# Scallop Fra-Diavolo



## tropics (Dec 23, 2020)

_

 Steve H
 posted a Shrimp a while back I did it was good. Yesterday we wanted some sea food so Scallop Fra-Diavolo won.
Had 8 nice pieces for the dish all dry and ready to sear.






Seared both sides took about 3 min. each side





Chopped some Olives added some Red Pepper Flakes





Home made sauce and a small can added to make enough





Every thing added back to the pan an covered with cheese





Baked at 350 F for 25 min.





Sorry forgot to get a plated shot
Taste Great Thanks for the idea Steve
Richie_


----------



## BrianGSDTexoma (Dec 23, 2020)

Those scallops look perfect.


----------



## xray (Dec 23, 2020)

Good to see you Richie, your scallop fra diavolo looks awesome! That’s one of my favorite pasta dishes but I never thought to have it with scallops. Those scallops look perfect too!

Merry Christmas Richie and stay safe.


----------



## tropics (Dec 23, 2020)

Brian Trommater said:


> Those scallops look perfect.


Brian Thank you & thanks for the like
Richie


----------



## tropics (Dec 23, 2020)

xray said:


> Good to see you Richie, your scallop fra diavolo looks awesome! That’s one of my favorite pasta dishes but I never thought to have it with scallops. Those scallops look perfect too!
> 
> Merry Christmas Richie and stay safe.


Wife an I enjoyed it, first time I ever thought about doing it that way.Thanks for the Like Stay save you and your family
Richie


----------



## smokerjim (Dec 23, 2020)

Looks excellant!


----------



## sawhorseray (Dec 23, 2020)

Boy howdy Richie, I'd be absolutely thrilled to be sitting down a plate of those scallops, Like! RAY


----------



## gmc2003 (Dec 23, 2020)

Merry Christmas to you and yours Richie, That plate looks awfully tasty.

Point for sure
Chris


----------



## chopsaw (Dec 23, 2020)

Looks great . Don't get the chance to eat a lot of sea food . Love scallops though . 
Merry Christmas to you and your family , and stay safe . 
Thanks for posting .


----------



## jcam222 (Dec 23, 2020)

You had me at scallop and all dunked it with Fra Diavolo!! Stellar meal.


----------



## Bearcarver (Dec 23, 2020)

That looks Awesome, Richie!!
I love Scallops, but I have to eat them alone!
Nice Job!
Like.

Bear


----------



## tx smoker (Dec 23, 2020)

Richie...that looks REALLY good sir.
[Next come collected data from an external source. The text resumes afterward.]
//! Transition rules shared by lifecycle status enums.

use super::ValidationError;

/// A status enum whose legal moves form a directed graph.
///
/// Implementors list the edges; the checked move and terminal test come for
/// free. Self-loops are only legal if an implementor lists them, and
/// [`NotificationSessionStatus`](super::NotificationSessionStatus) does not.
pub trait StateMachine: Sized + Copy + PartialEq + std::fmt::Display {
    /// Whether `target` is reachable from `self` in one step.
    fn can_transition_to(&self, target: &Self) -> bool;

    /// Every state reachable from `self` in one step.
    fn valid_transitions(&self) -> Vec<Self>;

    /// Checked move. Returns the new state, or an error naming both ends.
    fn transition_to(&self, target: Self) -> Result<Self, ValidationError> {
        if !self.can_transition_to(&target) {
            return Err(ValidationError::invalid_format(
                "status",
                format!("illegal transition {} -> {}", self, target),
            ));
        }
        Ok(target)
    }

    /// A state with no outgoing edges.
    fn is_terminal(&self) -> bool {
        self.valid_transitions().is_empty()
    }
}
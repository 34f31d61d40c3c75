//! Work dispatch adapters.
//!
//! - `InlineDispatcher` - processes in the caller's task
//! - `RedisQueueDispatcher` / `RedisQueueWorker` - deferred processing over a Redis list

mod inline;
mod redis_queue;

pub use inline::InlineDispatcher;
pub use redis_queue::{decode_job, encode_job, RedisQueueDispatcher, RedisQueueWorker};
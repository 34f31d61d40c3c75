//! Campaign reader port.
//!
//! Campaigns are managed outside this service; sessions only need to confirm
//! that a campaign exists for the company creating the session.

use crate::domain::campaign::Campaign;
use crate::domain::foundation::{CampaignId, CompanyId, DomainError};
use async_trait::async_trait;

/// Reader port for campaign lookups.
#[async_trait]
pub trait CampaignReader: Send + Sync {
    /// Find a campaign owned by `company_id`.
    ///
    /// Returns `None` if it does not exist or belongs to another company.
    async fn find_for_company(
        &self,
        id: &CampaignId,
        company_id: &CompanyId,
    ) -> Result<Option<Campaign>, DomainError>;
}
I'd be all over a plate of that. Alas however,I cannot get Tracy into seafood unfortunately. Me on the other hand...OH YES!!

Robert


----------



## SmokinAl (Dec 23, 2020)

Awesome dude!
I have a pound of scallops in the freezer &this may be my New Year’s Eve appetizer! I have some shrimp & lobster in there too, so this may be an epic appetizer!
Thanks for the idea!
Al


----------



## crazymoon (Dec 23, 2020)

Richie, Your dish looks delicious!


----------



## Steve H (Dec 23, 2020)

Very nice! I never thought about using scallops. But I do now! I would be all over a plate of that. Hmm. Tonight I'm on my own for dinner.....


----------



## tropics (Dec 23, 2020)

smokerjim said:


> Looks excellant!


Jim Thank you and thanks for the Like
Richie


----------



## tropics (Dec 23, 2020)

sawhorseray said:


> Boy howdy Richie, I'd be absolutely thrilled to be sitting down a plate of those scallops, Like! RAY


Ray Thank you I was hoping the snow would have melted I wanted to smoke them in butter and sear on the grill. Thanks for the Like
Richie


----------



## tropics (Dec 23, 2020)

gmc2003 said:


> Merry Christmas to you and yours Richie, That plate looks awfully tasty.
> 
> Point for sure
> Chris


Chris Thank you and Merry Christmas  to you and yours
Thanks for the Point 
Richie


----------



## tropics (Dec 23, 2020)

chopsaw said:


> Looks great . Don't get the chance to eat a lot of sea food . Love scallops though .
> Merry Christmas to you and your family , and stay safe .
> Thanks for posting .


Rich we didn't have them to often were we where living, but they are always on sale here & I have a lot in the freezer. Merry Christmas to you and your family also
Thanks for the LIke
Richie


----------



## tropics (Dec 23, 2020)

jcam222 said:


> You had me at scallop and all dunked it with Fra Diavolo!! Stellar meal.


Jeff Thank you
Richie


----------



## tropics (Dec 23, 2020)

Bearcarver said:


> That looks Awesome, Richie!!
> I love Scallops, but I have to eat them alone!
> Nice Job!
> Like.
> ...





tx smoker said:


> Richie...that looks REALLY good sir. I'd be all over a plate of that. Alas however,I cannot get Tracy into seafood unfortunately. Me on the other hand...OH YES!!
> 
> Robert


I have some relatives can't eat seafood so I understand, when you get a chance to have some enjoy it. Merry Christmas to you and your families 
Thanks for the Likes
Richie


----------



## tropics (Dec 23, 2020)

SmokinAl said:


> Awesome dude!
> I have a pound of scallops in the freezer &this may be my New Year’s Eve appetizer! I have some shrimp & lobster in there too, so this may be an epic appetizer!
> Thanks for the idea!
> Al


Al Thank you Shrimp & Scallops would be nice. I don't think I could do Lobstah with them. Merry Christmas to you and your family Thanks for the Like
Richie


----------



## chef jimmyj (Dec 23, 2020)

Looks great! I like the added cheese idea. Been awhile since I had good Fra Diavolo. Was in Wildwood NJ, some years ago. Was a mix of shell fish and Calamari...JJ


----------



## tropics (Dec 24, 2020)

crazymoon said:


> Richie, Your dish looks delicious!


crazymoon Thank you. 
 Merry Christmas to you and your family also
Thanks for the Like
Richie


----------



## tropics (Dec 24, 2020)

Steve H said:


> Very nice! I never thought about using scallops. But I do now! I would be all over a plate of that. Hmm. Tonight I'm on my own for dinner.....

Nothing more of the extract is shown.